Stored data
+ + + +
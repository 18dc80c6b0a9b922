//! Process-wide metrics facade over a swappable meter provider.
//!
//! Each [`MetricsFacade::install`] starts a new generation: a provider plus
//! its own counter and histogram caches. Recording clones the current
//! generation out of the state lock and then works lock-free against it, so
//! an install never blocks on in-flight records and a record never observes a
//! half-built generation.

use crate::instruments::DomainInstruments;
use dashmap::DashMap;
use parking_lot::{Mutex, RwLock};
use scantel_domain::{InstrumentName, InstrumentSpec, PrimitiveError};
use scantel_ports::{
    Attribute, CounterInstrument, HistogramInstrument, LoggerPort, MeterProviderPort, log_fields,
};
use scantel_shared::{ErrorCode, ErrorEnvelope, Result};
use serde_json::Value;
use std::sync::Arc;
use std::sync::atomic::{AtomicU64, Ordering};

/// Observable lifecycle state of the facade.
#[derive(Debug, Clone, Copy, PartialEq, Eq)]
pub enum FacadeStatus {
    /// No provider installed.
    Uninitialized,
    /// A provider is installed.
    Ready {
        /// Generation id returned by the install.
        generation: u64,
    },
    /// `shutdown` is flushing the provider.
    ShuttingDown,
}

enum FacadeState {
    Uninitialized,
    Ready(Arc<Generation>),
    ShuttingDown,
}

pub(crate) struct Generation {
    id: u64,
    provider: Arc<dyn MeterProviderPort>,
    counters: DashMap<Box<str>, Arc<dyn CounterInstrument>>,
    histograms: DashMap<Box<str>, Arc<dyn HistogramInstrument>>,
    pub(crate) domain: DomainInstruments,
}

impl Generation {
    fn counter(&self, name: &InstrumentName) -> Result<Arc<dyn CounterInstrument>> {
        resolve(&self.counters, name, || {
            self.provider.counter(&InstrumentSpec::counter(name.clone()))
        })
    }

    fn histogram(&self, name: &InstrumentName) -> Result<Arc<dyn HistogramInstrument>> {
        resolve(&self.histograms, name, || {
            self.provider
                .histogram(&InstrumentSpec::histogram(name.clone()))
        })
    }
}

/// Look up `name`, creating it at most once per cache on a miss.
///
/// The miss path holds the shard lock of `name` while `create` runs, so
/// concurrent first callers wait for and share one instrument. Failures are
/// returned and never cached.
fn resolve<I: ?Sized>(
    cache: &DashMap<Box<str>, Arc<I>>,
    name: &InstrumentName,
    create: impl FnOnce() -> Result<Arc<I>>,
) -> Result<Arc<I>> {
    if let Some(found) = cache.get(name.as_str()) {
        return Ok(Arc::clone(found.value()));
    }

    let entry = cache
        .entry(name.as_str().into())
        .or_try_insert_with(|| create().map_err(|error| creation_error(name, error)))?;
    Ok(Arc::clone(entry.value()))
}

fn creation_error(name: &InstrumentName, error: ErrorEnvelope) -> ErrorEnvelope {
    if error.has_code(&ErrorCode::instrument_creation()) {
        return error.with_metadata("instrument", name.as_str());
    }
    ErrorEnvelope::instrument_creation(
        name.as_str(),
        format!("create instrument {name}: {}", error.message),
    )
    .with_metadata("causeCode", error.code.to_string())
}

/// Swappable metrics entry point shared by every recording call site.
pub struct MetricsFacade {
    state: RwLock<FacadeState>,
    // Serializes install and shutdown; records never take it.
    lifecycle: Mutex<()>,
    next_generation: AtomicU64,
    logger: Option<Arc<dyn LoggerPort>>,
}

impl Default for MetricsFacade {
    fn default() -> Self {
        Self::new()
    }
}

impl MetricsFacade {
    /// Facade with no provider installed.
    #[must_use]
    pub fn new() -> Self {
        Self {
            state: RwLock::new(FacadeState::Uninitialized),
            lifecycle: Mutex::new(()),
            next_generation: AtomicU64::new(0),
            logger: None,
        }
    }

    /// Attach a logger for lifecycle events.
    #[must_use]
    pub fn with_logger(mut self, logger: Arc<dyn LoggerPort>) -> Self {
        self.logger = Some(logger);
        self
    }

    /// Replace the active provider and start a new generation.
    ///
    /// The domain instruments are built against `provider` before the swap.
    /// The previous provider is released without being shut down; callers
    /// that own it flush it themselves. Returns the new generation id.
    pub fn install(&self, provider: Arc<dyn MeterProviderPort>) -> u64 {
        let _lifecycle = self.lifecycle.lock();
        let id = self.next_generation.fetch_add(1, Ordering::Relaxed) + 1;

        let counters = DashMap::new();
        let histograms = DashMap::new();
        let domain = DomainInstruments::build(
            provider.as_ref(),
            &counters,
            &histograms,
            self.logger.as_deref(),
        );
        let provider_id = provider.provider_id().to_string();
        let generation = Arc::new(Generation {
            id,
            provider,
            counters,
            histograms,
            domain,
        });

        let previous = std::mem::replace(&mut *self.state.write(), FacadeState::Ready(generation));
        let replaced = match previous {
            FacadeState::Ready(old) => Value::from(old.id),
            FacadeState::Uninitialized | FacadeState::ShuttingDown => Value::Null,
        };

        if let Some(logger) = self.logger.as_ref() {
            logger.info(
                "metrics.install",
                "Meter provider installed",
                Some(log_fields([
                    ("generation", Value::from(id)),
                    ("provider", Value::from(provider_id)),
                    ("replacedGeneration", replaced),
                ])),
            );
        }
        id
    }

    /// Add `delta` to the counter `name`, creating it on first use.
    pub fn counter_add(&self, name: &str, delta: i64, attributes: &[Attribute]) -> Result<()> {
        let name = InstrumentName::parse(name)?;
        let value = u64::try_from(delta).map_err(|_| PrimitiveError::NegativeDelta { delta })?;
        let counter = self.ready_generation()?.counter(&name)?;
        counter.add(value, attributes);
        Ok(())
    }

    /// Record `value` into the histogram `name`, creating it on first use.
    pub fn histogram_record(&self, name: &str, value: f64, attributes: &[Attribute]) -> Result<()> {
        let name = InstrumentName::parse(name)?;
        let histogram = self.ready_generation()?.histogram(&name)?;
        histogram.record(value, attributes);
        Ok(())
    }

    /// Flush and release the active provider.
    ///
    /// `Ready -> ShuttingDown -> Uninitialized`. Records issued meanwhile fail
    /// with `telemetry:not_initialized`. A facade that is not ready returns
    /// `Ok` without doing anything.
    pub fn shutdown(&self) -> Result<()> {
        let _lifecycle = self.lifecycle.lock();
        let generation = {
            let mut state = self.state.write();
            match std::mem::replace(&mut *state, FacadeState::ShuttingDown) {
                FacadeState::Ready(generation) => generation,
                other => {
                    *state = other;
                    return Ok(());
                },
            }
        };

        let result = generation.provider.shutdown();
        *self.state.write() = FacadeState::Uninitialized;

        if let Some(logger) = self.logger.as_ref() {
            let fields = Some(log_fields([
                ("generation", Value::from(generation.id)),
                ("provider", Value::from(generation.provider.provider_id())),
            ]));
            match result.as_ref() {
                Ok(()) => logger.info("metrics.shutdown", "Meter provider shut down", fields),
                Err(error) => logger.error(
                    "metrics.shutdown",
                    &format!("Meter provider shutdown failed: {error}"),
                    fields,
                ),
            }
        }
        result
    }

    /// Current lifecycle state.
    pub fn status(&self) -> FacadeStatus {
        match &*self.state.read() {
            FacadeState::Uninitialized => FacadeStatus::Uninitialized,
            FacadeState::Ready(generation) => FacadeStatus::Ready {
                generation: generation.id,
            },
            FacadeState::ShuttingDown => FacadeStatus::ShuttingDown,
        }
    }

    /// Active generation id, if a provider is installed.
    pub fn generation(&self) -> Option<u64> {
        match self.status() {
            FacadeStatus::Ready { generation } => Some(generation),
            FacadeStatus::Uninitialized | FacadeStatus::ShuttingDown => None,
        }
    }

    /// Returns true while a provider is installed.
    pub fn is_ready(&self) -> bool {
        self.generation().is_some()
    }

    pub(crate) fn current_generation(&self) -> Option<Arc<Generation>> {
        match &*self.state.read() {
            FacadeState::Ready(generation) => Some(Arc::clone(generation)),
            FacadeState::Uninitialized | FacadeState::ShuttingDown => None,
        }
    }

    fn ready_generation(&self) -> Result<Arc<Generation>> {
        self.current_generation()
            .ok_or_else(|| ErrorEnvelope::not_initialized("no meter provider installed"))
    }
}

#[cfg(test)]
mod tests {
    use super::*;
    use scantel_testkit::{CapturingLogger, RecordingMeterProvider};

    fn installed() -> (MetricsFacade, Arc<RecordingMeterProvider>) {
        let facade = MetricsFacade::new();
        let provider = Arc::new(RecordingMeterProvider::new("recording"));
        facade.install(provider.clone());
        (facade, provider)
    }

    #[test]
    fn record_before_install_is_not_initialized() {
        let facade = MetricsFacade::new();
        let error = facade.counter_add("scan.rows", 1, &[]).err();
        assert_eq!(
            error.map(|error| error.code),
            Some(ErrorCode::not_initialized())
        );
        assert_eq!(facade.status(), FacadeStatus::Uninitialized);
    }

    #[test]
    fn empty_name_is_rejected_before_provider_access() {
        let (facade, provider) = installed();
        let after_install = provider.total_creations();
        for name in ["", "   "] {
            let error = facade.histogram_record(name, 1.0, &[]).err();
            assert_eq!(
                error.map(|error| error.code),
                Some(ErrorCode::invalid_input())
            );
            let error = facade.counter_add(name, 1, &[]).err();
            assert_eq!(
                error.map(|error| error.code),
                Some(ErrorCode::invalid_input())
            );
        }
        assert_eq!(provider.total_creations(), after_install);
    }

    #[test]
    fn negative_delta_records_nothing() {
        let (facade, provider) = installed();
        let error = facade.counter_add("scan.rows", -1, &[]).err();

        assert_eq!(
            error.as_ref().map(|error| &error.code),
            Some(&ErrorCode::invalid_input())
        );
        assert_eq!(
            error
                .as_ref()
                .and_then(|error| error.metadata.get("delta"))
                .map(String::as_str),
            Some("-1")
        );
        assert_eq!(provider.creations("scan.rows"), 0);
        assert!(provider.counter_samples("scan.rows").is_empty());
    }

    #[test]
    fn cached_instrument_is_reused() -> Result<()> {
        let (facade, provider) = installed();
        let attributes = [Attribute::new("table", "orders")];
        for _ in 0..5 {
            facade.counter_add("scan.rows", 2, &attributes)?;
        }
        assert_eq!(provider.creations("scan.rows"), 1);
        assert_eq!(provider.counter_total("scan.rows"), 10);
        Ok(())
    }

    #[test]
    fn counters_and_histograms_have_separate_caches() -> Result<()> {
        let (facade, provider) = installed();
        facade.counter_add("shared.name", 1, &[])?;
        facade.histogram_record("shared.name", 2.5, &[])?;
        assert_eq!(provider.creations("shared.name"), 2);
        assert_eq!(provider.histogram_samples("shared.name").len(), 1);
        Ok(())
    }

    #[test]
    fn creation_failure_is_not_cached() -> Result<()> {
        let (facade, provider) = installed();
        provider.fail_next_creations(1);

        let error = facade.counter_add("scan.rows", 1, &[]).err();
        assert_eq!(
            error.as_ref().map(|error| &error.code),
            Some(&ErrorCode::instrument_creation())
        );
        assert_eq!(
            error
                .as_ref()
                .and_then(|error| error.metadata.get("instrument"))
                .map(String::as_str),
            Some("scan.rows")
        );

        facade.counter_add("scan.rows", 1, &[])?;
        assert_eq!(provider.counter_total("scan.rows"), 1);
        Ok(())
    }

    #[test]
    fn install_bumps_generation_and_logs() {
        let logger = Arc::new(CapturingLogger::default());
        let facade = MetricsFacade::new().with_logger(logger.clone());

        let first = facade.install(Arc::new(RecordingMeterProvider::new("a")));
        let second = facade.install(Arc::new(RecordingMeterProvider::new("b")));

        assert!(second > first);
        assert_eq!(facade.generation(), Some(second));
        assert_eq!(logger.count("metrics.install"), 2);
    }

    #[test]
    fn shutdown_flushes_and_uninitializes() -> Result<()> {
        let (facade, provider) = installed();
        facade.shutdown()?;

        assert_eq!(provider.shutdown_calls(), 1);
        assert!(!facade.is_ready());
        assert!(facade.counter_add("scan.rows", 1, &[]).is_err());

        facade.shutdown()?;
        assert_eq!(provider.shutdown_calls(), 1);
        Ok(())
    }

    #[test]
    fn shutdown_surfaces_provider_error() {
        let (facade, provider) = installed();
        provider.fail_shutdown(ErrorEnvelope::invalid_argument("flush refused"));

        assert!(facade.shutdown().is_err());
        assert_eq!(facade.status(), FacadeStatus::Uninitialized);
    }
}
+ + + +
PROBLEM REQUIREMENTS ->
Write down, word for word, the lines above from the one containing "to the counter" through the one containing "counter.add(value, attributes);", both ends included.

WRITTEN ANSWER ->
    /// Add `delta` to the counter `name`, creating it on first use.
    pub fn counter_add(&self, name: &str, delta: i64, attributes: &[Attribute]) -> Result<()> {
        let name = InstrumentName::parse(name)?;
        let value = u64::try_from(delta).map_err(|_| PrimitiveError::NegativeDelta { delta })?;
        let counter = self.ready_generation()?.counter(&name)?;
        counter.add(value, attributes);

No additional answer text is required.